For the listing that follows, give again exactly the lines from the one with "let p = transform.apply_xy(x, y);" to the one with "let metrics = DeterministicTextMeasurer::default()", including both.

▸ SOURCE DATA

● ● ● ● ●

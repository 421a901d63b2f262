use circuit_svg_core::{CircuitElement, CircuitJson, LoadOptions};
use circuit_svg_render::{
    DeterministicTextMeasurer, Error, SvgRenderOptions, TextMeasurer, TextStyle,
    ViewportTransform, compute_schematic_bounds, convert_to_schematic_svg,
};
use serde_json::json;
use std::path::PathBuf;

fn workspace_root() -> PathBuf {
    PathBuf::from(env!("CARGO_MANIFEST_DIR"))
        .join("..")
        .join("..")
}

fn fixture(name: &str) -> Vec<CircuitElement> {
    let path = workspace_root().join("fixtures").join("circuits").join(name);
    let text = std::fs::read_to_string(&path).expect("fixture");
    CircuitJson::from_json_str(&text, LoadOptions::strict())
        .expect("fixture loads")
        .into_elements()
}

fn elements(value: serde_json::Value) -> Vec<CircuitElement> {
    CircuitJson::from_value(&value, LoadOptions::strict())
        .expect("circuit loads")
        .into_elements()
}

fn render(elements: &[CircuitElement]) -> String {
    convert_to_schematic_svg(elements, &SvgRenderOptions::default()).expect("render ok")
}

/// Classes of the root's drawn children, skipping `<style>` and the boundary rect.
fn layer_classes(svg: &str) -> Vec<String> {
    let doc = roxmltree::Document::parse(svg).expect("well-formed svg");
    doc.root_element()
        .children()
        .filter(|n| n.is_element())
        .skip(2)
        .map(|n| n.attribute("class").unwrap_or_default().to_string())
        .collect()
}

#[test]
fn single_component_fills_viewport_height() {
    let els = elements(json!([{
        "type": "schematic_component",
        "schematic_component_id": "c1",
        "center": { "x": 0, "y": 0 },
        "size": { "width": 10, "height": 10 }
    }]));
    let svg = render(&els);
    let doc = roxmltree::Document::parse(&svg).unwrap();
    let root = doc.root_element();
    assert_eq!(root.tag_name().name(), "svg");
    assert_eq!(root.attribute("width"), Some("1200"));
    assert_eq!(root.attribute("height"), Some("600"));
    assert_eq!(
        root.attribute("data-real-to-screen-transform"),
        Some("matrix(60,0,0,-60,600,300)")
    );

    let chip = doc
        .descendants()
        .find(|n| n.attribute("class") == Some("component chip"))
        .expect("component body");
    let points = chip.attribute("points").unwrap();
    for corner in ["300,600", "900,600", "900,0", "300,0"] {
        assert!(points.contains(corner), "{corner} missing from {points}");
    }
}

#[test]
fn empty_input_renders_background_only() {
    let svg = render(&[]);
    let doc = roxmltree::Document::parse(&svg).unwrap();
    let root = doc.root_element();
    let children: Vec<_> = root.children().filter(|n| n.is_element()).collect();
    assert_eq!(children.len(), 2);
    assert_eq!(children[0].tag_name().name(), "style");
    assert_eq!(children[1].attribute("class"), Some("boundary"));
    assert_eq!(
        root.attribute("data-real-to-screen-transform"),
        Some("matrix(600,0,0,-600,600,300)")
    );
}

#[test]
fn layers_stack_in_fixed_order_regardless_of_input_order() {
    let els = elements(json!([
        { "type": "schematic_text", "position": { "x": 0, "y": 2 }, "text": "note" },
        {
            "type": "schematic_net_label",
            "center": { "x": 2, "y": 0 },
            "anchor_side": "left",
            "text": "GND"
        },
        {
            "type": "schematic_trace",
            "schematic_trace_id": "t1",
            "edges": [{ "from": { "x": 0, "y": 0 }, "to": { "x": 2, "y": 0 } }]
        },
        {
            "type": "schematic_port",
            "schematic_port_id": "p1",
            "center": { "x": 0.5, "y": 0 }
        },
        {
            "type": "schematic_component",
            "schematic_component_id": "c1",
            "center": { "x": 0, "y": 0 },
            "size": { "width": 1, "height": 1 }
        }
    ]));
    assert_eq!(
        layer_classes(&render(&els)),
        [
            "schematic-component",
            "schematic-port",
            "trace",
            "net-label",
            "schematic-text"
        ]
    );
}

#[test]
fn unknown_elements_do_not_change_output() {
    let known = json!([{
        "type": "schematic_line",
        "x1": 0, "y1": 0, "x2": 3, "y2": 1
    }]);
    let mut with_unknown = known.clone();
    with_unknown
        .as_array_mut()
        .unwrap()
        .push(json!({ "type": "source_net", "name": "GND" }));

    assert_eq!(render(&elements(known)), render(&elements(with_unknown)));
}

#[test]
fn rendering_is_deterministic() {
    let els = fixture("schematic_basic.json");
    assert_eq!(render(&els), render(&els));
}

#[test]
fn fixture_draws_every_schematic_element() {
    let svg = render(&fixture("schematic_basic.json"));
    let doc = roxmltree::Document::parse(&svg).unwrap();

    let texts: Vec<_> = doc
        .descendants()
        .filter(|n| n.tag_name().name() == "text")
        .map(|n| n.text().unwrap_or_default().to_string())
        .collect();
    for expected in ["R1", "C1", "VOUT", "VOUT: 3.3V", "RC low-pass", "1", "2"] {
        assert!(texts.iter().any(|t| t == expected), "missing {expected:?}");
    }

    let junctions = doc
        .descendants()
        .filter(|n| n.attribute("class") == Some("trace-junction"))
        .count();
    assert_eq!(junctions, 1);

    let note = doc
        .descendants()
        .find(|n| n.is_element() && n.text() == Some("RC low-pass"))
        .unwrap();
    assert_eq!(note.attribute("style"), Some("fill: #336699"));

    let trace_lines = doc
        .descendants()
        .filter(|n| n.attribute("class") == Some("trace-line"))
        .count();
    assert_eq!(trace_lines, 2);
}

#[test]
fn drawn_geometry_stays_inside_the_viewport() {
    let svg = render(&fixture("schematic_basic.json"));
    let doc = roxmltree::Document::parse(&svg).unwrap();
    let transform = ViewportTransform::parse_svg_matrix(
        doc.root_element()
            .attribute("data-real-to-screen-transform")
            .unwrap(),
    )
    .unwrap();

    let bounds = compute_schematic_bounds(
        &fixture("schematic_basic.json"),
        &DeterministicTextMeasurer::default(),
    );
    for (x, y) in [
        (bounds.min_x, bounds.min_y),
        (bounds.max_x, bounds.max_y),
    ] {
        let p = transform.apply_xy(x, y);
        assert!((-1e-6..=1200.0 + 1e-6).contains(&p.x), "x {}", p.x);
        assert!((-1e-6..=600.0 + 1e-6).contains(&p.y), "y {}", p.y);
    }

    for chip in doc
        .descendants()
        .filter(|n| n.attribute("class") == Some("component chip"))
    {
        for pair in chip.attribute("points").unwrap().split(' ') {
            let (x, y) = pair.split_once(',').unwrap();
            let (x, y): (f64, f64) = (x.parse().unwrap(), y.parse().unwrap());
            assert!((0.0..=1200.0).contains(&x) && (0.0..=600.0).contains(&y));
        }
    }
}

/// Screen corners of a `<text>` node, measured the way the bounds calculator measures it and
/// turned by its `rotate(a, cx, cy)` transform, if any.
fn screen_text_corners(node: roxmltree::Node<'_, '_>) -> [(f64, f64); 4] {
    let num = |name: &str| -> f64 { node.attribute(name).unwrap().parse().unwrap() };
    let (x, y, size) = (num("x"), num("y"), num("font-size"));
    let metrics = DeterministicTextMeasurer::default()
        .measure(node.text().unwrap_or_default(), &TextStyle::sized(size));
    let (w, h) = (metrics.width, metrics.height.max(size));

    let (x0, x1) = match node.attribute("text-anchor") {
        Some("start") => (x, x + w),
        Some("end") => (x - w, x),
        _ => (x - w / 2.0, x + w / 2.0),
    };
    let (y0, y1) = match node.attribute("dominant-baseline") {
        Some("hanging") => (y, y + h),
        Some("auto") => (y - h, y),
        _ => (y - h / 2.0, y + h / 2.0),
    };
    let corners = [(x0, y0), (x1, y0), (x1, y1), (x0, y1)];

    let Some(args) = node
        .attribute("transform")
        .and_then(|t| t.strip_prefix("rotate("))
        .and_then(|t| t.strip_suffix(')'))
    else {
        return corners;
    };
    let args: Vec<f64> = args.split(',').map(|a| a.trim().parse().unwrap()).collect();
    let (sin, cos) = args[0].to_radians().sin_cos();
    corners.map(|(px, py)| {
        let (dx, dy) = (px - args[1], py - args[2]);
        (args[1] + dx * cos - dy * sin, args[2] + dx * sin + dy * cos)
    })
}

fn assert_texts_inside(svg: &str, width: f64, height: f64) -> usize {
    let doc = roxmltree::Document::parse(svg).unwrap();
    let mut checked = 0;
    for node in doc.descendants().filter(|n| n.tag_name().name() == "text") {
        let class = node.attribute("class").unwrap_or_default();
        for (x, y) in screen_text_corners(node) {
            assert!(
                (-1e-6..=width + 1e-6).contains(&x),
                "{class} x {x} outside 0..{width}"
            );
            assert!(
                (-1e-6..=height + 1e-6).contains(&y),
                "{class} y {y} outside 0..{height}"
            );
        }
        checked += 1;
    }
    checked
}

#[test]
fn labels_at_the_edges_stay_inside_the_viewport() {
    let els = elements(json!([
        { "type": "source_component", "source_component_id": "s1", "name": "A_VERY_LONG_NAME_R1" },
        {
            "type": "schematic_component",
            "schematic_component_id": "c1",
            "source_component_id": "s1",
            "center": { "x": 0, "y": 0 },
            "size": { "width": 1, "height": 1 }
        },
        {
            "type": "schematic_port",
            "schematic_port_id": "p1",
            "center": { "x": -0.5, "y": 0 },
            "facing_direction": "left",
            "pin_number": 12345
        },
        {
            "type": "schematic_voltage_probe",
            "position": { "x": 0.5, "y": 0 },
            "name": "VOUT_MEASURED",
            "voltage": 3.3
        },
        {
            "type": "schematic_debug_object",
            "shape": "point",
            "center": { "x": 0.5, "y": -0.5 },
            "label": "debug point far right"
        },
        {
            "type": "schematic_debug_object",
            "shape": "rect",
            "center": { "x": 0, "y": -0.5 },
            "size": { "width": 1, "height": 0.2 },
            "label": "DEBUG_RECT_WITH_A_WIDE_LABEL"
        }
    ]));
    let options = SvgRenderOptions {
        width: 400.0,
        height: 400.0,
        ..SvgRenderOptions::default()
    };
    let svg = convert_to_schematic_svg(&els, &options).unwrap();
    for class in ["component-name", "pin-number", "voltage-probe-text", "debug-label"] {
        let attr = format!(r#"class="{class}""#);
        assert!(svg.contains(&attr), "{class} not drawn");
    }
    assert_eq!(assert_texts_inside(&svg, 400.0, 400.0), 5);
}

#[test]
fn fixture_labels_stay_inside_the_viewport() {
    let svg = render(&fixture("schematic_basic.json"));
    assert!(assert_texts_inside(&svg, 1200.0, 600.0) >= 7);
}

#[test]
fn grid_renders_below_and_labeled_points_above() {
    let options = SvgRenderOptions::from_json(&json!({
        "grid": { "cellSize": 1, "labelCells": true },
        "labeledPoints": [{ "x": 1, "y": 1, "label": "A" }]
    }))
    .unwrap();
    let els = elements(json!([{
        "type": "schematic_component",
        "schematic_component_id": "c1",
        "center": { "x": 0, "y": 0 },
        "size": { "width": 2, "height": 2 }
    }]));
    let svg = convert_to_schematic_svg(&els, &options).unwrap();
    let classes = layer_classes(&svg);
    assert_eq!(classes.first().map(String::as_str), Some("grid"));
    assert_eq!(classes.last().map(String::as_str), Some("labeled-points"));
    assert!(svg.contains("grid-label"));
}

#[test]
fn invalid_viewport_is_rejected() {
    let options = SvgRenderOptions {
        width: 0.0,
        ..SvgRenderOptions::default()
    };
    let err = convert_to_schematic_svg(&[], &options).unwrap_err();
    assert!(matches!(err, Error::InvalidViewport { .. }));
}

● ● ● ● ●

▸ WRITTEN REPLY
        let p = transform.apply_xy(x, y);
        assert!((-1e-6..=1200.0 + 1e-6).contains(&p.x), "x {}", p.x);
        assert!((-1e-6..=600.0 + 1e-6).contains(&p.y), "y {}", p.y);
    }

    for chip in doc
        .descendants()
        .filter(|n| n.attribute("class") == Some("component chip"))
    {
        for pair in chip.attribute("points").unwrap().split(' ') {
            let (x, y) = pair.split_once(',').unwrap();
            let (x, y): (f64, f64) = (x.parse().unwrap(), y.parse().unwrap());
            assert!((0.0..=1200.0).contains(&x) && (0.0..=600.0).contains(&y));
        }
    }
}

/// Screen corners of a `<text>` node, measured the way the bounds calculator measures it and
/// turned by its `rotate(a, cx, cy)` transform, if any.
fn screen_text_corners(node: roxmltree::Node<'_, '_>) -> [(f64, f64); 4] {
    let num = |name: &str| -> f64 { node.attribute(name).unwrap().parse().unwrap() };
    let (x, y, size) = (num("x"), num("y"), num("font-size"));
    let metrics = DeterministicTextMeasurer::default()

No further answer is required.